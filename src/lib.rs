//! goaltrack - savings goal tracker
//!
//! A small web service that keeps a list of savings goals in a JSON file
//! and answers free-text questions about them through a generative model.
//!
//! ## Key Concepts
//!
//! - **Open records**: a goal is a JSON object; unknown fields round-trip
//! - **Index addressing**: goals are addressed by position, not by ID
//! - **Whole-file store**: every mutation rewrites `goals.json`
//! - **Injected model**: the chat endpoint talks to any `GenerativeModel`

pub mod cli;
pub mod config;
pub mod core;
pub mod model;
pub mod server;

pub use core::goal::Goal;
pub use core::store::{GoalStore, StoreError};
pub use model::{GeminiClient, GenerativeModel};
pub use server::{router, AppState};
//! `goaltrack config` command
//!
//! Get or set configuration values.
//!
//! # Usage
//! ```bash
//! goaltrack config                      # Show config file
//! goaltrack config server.port          # Get specific value
//! goaltrack config server.port 8080     # Set value
//! goaltrack config --path               # Show config file locations
//! ```

use std::fs;
use std::path::{Path, PathBuf};

use anyhow::{Context, Result};
use clap::Args;

use crate::config::Config;

#[derive(Args, Debug)]
pub struct ConfigArgs {
    /// Config key (e.g., server.port, model.name)
    pub key: Option<String>,

    /// Value to set
    pub value: Option<String>,

    /// Show config file path
    #[arg(long)]
    pub path: bool,

    /// Use global config (~/.goaltrack/config.toml) instead of local
    #[arg(short, long)]
    pub global: bool,
}

fn get_config_path(global: bool) -> PathBuf {
    if global {
        Config::global_config_path().unwrap_or_else(Config::local_config_path)
    } else {
        Config::local_config_path()
    }
}

pub fn run(args: ConfigArgs) -> Result<()> {
    let config_path = get_config_path(args.global);

    if args.path {
        println!("Global: {}", get_config_path(true).display());
        println!("Local:  {}", get_config_path(false).display());
        println!();
        if config_path.exists() {
            println!("✓ Active: {}", config_path.display());
        } else {
            println!("⚠ No config file found at {}", config_path.display());
        }
        return Ok(());
    }

    let Some(key) = &args.key else {
        if config_path.exists() {
            let content = fs::read_to_string(&config_path)?;
            println!("📋 Configuration ({}):\n", config_path.display());
            println!("{}", content);
        } else {
            println!("📋 No config file at {}", config_path.display());
            println!();
            println!("Create one with:");
            println!("  goaltrack config server.port 5000");
        }
        return Ok(());
    };

    match &args.value {
        Some(value) => {
            set_config_value(&config_path, key, value)?;
            println!("✅ Set {} = {} (in {})", key, value, config_path.display());
        }
        None => match get_config_value(&config_path, key)? {
            Some(v) => println!("{}", v),
            None => println!("(not set)"),
        },
    }

    Ok(())
}

/// Set a nested config value using dot notation (e.g., "server.port")
fn set_config_value(path: &Path, key: &str, val: &str) -> Result<()> {
    use toml_edit::{value, DocumentMut};

    let content = if path.exists() {
        fs::read_to_string(path)?
    } else {
        String::new()
    };

    let mut doc: DocumentMut = content.parse().context("Failed to parse config.toml")?;

    let parts: Vec<&str> = key.split('.').collect();
    match parts.as_slice() {
        [name] => doc[*name] = value(parse_toml_value(val)),
        [section, name] => {
            if doc.get(*section).is_none() {
                doc[*section] = toml_edit::table();
            }
            doc[*section][*name] = value(parse_toml_value(val));
        }
        _ => anyhow::bail!("Key too deep: {}. Max depth is section.key", key),
    }

    // Refuse to write something the loader would reject
    toml::from_str::<Config>(&doc.to_string())
        .with_context(|| format!("Invalid value for {}: {}", key, val))?;

    if let Some(parent) = path.parent() {
        fs::create_dir_all(parent)?;
    }
    fs::write(path, doc.to_string())?;
    Ok(())
}

/// Get a config value by dot notation key
fn get_config_value(path: &Path, key: &str) -> Result<Option<String>> {
    if !path.exists() {
        return Ok(None);
    }

    let content = fs::read_to_string(path)?;
    let doc: toml::Table = toml::from_str(&content).context("Failed to parse config.toml")?;

    let val = match key.split('.').collect::<Vec<_>>().as_slice() {
        [name] => doc.get(*name),
        [section, name] => doc.get(*section).and_then(|t| t.get(*name)),
        _ => None,
    };

    Ok(val.map(|v| match v {
        toml::Value::String(s) => s.clone(),
        other => other.to_string(),
    }))
}

/// Parse string value to appropriate TOML type
fn parse_toml_value(s: &str) -> toml_edit::Value {
    if let Ok(b) = s.parse::<bool>() {
        return b.into();
    }
    if let Ok(i) = s.parse::<i64>() {
        return i.into();
    }
    if let Ok(f) = s.parse::<f64>() {
        return f.into();
    }
    s.into()
}
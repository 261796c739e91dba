//! `goaltrack models` command - list models usable for chat

use anyhow::Result;
use colored::Colorize;

use super::utils::model_client;
use crate::config::Config;

pub async fn run(config: &Config) -> Result<()> {
    let client = model_client(config)?;
    let models = client.list_models().await?;

    if models.is_empty() {
        println!("No models support generateContent for this key.");
        return Ok(());
    }

    for model in &models {
        let name = model.name.trim_start_matches("models/");
        let marker = if name == client.model() {
            " ★".yellow().to_string()
        } else {
            String::new()
        };
        match &model.display_name {
            Some(display) => println!("{}{}  {}", name.cyan(), marker, display.dimmed()),
            None => println!("{}{}", name.cyan(), marker),
        }
    }

    println!("\n{} model(s)", models.len());
    Ok(())
}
******************************
[Your task]
Every record above must be repeated word for word.

[Answer to this problem]
filename src/lib.rs
//! goaltrack - savings goal tracker
//!
//! A small web service that keeps a list of savings goals in a JSON file
//! and answers free-text questions about them through a generative model.
//!
//! ## Key Concepts
//!
//! - **Open records**: a goal is a JSON object; unknown fields round-trip
//! - **Index addressing**: goals are addressed by position, not by ID
//! - **Whole-file store**: every mutation rewrites `goals.json`
//! - **Injected model**: the chat endpoint talks to any `GenerativeModel`

pub mod cli;
pub mod config;
pub mod core;
pub mod model;
pub mod server;

pub use core::goal::Goal;
pub use core::store::{GoalStore, StoreError};
pub use model::{GeminiClient, GenerativeModel};
pub use server::{router, AppState};
//! `goaltrack config` command
//!
//! Get or set configuration values.
//!
//! # Usage
//! ```bash
//! goaltrack config                      # Show config file
//! goaltrack config server.port          # Get specific value
//! goaltrack config server.port 8080     # Set value
//! goaltrack config --path               # Show config file locations
//! ```

use std::fs;
use std::path::{Path, PathBuf};

use anyhow::{Context, Result};
use clap::Args;

use crate::config::Config;

#[derive(Args, Debug)]
pub struct ConfigArgs {
    /// Config key (e.g., server.port, model.name)
    pub key: Option<String>,

    /// Value to set
    pub value: Option<String>,

    /// Show config file path
    #[arg(long)]
    pub path: bool,

    /// Use global config (~/.goaltrack/config.toml) instead of local
    #[arg(short, long)]
    pub global: bool,
}

fn get_config_path(global: bool) -> PathBuf {
    if global {
        Config::global_config_path().unwrap_or_else(Config::local_config_path)
    } else {
        Config::local_config_path()
    }
}

pub fn run(args: ConfigArgs) -> Result<()> {
    let config_path = get_config_path(args.global);

    if args.path {
        println!("Global: {}", get_config_path(true).display());
        println!("Local:  {}", get_config_path(false).display());
        println!();
        if config_path.exists() {
            println!("✓ Active: {}", config_path.display());
        } else {
            println!("⚠ No config file found at {}", config_path.display());
        }
        return Ok(());
    }

    let Some(key) = &args.key else {
        if config_path.exists() {
            let content = fs::read_to_string(&config_path)?;
            println!("📋 Configuration ({}):\n", config_path.display());
            println!("{}", content);
        } else {
            println!("📋 No config file at {}", config_path.display());
            println!();
            println!("Create one with:");
            println!("  goaltrack config server.port 5000");
        }
        return Ok(());
    };

    match &args.value {
        Some(value) => {
            set_config_value(&config_path, key, value)?;
            println!("✅ Set {} = {} (in {})", key, value, config_path.display());
        }
        None => match get_config_value(&config_path, key)? {
            Some(v) => println!("{}", v),
            None => println!("(not set)"),
        },
    }

    Ok(())
}

/// Set a nested config value using dot notation (e.g., "server.port")
fn set_config_value(path: &Path, key: &str, val: &str) -> Result<()> {
    use toml_edit::{value, DocumentMut};

    let content = if path.exists() {
        fs::read_to_string(path)?
    } else {
        String::new()
    };

    let mut doc: DocumentMut = content.parse().context("Failed to parse config.toml")?;

    let parts: Vec<&str> = key.split('.').collect();
    match parts.as_slice() {
        [name] => doc[*name] = value(parse_toml_value(val)),
        [section, name] => {
            if doc.get(*section).is_none() {
                doc[*section] = toml_edit::table();
            }
            doc[*section][*name] = value(parse_toml_value(val));
        }
        _ => anyhow::bail!("Key too deep: {}. Max depth is section.key", key),
    }

    // Refuse to write something the loader would reject
    toml::from_str::<Config>(&doc.to_string())
        .with_context(|| format!("Invalid value for {}: {}", key, val))?;

    if let Some(parent) = path.parent() {
        fs::create_dir_all(parent)?;
    }
    fs::write(path, doc.to_string())?;
    Ok(())
}

/// Get a config value by dot notation key
fn get_config_value(path: &Path, key: &str) -> Result<Option<String>> {
    if !path.exists() {
        return Ok(None);
    }

    let content = fs::read_to_string(path)?;
    let doc: toml::Table = toml::from_str(&content).context("Failed to parse config.toml")?;

    let val = match key.split('.').collect::<Vec<_>>().as_slice() {
        [name] => doc.get(*name),
        [section, name] => doc.get(*section).and_then(|t| t.get(*name)),
        _ => None,
    };

    Ok(val.map(|v| match v {
        toml::Value::String(s) => s.clone(),
        other => other.to_string(),
    }))
}

/// Parse string value to appropriate TOML type
fn parse_toml_value(s: &str) -> toml_edit::Value {
    if let Ok(b) = s.parse::<bool>() {
        return b.into();
    }
    if let Ok(i) = s.parse::<i64>() {
        return i.into();
    }
    if let Ok(f) = s.parse::<f64>() {
        return f.into();
    }
    s.into()
}
repository 261796c739e91dba
//! `goaltrack models` command - list models usable for chat

use anyhow::Result;
use colored::Colorize;

use super::utils::model_client;
use crate::config::Config;

pub async fn run(config: &Config) -> Result<()> {
    let client = model_client(config)?;
    let models = client.list_models().await?;

    if models.is_empty() {
        println!("No models support generateContent for this key.");
        return Ok(());
    }

    for model in &models {
        let name = model.name.trim_start_matches("models/");
        let marker = if name == client.model() {
            " ★".yellow().to_string()
        } else {
            String::new()
        };
        match &model.display_name {
            Some(display) => println!("{}{}  {}", name.cyan(), marker, display.dimmed()),
            None => println!("{}{}", name.cyan(), marker),
        }
    }

    println!("\n{} model(s)", models.len());
    Ok(())
}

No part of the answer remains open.